**EXERCISE GOAL:**
Would you copy each line of the data below that has "counter"?

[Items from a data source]

::::::::::

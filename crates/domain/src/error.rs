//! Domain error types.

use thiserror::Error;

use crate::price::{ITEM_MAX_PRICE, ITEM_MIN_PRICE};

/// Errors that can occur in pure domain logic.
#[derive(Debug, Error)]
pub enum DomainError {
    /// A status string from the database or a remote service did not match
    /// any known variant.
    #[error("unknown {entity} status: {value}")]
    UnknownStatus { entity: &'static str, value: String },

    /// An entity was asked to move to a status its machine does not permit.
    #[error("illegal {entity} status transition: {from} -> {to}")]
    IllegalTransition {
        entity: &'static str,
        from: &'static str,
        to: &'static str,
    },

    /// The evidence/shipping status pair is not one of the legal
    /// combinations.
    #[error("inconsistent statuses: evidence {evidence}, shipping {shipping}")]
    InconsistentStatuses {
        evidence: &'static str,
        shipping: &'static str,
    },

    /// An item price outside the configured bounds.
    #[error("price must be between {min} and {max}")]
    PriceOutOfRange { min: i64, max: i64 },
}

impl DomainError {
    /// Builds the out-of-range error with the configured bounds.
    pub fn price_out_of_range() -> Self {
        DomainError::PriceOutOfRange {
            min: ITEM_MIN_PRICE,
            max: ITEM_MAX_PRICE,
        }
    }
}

::::::::::

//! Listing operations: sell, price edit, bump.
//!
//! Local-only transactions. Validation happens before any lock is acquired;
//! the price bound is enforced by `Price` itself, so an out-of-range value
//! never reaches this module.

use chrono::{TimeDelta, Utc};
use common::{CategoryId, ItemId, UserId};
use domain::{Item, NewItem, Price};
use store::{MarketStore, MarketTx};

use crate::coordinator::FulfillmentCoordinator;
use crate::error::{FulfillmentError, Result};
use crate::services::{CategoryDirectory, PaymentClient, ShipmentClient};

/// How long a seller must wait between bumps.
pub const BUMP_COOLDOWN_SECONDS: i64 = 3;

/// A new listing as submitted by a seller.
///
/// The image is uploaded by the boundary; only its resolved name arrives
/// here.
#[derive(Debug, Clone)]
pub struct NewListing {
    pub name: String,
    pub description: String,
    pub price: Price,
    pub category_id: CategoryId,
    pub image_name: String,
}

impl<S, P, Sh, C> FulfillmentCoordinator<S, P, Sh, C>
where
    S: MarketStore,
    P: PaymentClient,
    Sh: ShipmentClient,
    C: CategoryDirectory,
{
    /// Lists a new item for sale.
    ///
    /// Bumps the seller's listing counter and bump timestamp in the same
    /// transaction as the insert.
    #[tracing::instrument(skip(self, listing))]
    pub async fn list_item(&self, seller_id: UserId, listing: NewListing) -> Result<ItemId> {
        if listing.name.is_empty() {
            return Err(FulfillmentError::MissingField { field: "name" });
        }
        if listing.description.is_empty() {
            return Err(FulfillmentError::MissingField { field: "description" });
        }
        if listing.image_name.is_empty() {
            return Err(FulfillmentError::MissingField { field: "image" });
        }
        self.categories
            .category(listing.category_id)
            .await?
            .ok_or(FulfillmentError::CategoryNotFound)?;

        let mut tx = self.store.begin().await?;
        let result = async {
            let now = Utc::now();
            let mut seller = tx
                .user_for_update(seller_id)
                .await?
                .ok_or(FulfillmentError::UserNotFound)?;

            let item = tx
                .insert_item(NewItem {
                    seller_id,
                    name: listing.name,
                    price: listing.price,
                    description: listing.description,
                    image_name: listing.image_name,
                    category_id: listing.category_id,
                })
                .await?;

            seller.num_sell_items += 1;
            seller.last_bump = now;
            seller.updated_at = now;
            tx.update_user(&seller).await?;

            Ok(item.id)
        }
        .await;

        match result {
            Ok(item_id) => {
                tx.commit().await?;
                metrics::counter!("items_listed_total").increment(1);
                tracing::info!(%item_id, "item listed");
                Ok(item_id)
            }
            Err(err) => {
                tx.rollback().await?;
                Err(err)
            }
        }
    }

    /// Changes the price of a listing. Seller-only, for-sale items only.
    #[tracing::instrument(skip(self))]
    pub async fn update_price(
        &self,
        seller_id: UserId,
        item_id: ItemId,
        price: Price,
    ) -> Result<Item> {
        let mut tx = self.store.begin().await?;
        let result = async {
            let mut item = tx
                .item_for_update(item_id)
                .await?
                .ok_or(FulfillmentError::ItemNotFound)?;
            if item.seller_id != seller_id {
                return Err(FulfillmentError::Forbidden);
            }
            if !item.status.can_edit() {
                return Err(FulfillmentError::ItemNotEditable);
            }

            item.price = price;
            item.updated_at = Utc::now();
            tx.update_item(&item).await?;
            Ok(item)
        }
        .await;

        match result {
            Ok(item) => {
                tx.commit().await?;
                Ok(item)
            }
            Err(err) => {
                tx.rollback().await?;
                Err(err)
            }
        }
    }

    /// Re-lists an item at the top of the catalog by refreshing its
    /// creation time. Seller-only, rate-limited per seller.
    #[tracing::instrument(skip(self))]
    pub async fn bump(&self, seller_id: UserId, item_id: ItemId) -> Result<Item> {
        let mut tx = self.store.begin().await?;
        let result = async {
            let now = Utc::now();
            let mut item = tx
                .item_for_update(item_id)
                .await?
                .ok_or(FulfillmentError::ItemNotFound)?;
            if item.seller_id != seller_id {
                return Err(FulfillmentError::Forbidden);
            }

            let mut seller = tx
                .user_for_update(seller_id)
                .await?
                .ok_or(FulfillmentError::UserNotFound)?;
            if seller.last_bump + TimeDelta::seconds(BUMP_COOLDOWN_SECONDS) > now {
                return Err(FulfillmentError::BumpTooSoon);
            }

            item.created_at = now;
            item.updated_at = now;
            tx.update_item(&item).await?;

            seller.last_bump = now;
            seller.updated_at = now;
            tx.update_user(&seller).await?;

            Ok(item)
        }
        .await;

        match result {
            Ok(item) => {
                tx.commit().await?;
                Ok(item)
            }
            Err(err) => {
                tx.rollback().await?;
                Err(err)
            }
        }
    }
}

::::::::::

**FINISHED EXERCISE:**
    /// Bumps the seller's listing counter and bump timestamp in the same
                metrics::counter!("items_listed_total").increment(1);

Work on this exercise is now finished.